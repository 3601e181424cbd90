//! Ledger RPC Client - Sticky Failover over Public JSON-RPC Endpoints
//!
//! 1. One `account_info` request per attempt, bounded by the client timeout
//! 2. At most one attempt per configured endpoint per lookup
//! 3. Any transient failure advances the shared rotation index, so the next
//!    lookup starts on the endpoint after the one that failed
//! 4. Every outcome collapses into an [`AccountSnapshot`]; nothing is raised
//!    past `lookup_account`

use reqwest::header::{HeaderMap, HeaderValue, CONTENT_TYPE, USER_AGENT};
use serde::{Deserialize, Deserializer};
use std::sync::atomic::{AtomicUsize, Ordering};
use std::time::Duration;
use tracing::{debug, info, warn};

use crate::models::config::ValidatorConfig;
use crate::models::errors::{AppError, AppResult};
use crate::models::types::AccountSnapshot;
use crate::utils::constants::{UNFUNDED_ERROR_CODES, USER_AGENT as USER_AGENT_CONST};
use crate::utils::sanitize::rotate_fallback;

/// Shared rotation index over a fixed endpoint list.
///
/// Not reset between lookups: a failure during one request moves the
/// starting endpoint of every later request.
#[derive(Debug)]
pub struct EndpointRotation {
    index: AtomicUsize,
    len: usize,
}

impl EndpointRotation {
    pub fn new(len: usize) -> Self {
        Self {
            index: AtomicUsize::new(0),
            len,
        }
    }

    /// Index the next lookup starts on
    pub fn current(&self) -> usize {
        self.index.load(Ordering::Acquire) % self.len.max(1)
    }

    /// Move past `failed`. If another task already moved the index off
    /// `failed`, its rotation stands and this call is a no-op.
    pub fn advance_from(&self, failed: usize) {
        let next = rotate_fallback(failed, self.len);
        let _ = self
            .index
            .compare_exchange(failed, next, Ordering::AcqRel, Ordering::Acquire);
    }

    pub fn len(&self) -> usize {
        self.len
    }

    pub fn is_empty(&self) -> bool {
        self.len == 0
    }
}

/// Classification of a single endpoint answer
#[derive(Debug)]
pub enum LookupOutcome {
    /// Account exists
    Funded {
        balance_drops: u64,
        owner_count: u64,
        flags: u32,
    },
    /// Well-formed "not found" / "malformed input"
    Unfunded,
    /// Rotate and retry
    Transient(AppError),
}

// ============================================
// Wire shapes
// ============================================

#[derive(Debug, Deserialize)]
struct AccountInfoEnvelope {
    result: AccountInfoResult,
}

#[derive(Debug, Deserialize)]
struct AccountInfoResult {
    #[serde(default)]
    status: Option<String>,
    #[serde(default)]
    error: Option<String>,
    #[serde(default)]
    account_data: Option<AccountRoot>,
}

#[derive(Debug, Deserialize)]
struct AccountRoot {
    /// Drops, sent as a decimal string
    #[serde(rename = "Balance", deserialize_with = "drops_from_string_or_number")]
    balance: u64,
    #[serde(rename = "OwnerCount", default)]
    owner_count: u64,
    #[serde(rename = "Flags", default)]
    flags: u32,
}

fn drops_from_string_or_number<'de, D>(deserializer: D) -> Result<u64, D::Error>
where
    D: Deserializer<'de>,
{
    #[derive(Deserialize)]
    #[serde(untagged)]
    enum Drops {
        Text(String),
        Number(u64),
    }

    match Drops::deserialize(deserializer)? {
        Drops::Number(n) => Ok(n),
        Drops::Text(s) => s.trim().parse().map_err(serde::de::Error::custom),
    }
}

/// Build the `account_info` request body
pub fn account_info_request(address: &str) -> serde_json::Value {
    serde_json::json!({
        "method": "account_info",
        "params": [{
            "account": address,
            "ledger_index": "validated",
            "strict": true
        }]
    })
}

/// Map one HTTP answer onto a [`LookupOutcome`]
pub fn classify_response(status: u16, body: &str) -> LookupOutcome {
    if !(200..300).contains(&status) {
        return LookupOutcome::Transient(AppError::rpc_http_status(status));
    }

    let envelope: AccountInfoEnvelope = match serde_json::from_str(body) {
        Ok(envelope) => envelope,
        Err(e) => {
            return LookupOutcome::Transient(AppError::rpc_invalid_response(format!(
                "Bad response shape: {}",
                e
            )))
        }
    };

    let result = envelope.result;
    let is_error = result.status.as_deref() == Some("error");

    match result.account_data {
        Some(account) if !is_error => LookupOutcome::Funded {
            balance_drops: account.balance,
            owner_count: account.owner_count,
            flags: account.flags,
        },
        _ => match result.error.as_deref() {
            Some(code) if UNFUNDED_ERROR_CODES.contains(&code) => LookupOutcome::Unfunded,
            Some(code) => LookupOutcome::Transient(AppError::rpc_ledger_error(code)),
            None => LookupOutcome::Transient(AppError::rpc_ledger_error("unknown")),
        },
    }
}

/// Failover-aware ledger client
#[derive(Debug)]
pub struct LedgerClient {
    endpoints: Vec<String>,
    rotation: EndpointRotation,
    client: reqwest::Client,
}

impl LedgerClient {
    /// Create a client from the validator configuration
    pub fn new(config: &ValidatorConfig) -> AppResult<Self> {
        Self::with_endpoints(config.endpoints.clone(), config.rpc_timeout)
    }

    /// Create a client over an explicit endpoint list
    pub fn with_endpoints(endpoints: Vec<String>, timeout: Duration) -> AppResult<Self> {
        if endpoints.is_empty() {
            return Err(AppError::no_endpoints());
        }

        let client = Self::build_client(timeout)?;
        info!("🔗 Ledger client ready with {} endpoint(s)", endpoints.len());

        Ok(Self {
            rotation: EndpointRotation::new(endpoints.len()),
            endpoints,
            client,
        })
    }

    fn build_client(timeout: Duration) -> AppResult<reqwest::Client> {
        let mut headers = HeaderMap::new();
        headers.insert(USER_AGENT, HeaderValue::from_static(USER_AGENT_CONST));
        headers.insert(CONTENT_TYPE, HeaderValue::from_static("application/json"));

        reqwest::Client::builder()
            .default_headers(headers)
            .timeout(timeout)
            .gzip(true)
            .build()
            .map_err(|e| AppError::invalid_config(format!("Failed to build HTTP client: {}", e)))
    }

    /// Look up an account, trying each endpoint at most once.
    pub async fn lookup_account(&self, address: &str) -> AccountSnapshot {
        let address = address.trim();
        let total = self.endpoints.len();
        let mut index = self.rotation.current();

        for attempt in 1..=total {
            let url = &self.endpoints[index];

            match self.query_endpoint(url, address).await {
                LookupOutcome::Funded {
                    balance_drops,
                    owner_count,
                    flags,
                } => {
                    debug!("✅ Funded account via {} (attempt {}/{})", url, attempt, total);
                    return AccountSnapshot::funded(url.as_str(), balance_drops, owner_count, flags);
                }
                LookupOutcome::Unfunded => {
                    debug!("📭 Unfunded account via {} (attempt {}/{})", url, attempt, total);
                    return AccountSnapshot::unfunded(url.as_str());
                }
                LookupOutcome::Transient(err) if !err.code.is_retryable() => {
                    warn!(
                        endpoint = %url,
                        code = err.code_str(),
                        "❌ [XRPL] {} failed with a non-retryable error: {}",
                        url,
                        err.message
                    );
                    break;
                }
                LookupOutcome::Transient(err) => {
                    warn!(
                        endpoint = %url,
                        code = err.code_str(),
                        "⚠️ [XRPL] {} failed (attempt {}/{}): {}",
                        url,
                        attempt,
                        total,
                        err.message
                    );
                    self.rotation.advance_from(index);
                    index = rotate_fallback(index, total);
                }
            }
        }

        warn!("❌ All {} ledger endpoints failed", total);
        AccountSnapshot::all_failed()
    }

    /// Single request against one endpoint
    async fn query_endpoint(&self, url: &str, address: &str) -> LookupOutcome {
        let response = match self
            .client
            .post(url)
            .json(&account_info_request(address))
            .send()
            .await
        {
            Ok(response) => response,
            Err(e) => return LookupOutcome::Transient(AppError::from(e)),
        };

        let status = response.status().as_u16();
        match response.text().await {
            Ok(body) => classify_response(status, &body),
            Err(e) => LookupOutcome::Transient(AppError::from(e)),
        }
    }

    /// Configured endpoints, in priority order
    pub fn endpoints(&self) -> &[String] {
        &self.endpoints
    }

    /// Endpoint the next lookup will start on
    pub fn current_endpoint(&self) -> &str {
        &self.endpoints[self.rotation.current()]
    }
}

☆ ☆ ☆ ☆

Exercise goal:
Lines that contain "HeaderValue" are to be copied from the records above.

Answer section:
use reqwest::header::{HeaderMap, HeaderValue, CONTENT_TYPE, USER_AGENT};
        headers.insert(USER_AGENT, HeaderValue::from_static(USER_AGENT_CONST));
        headers.insert(CONTENT_TYPE, HeaderValue::from_static("application/json"));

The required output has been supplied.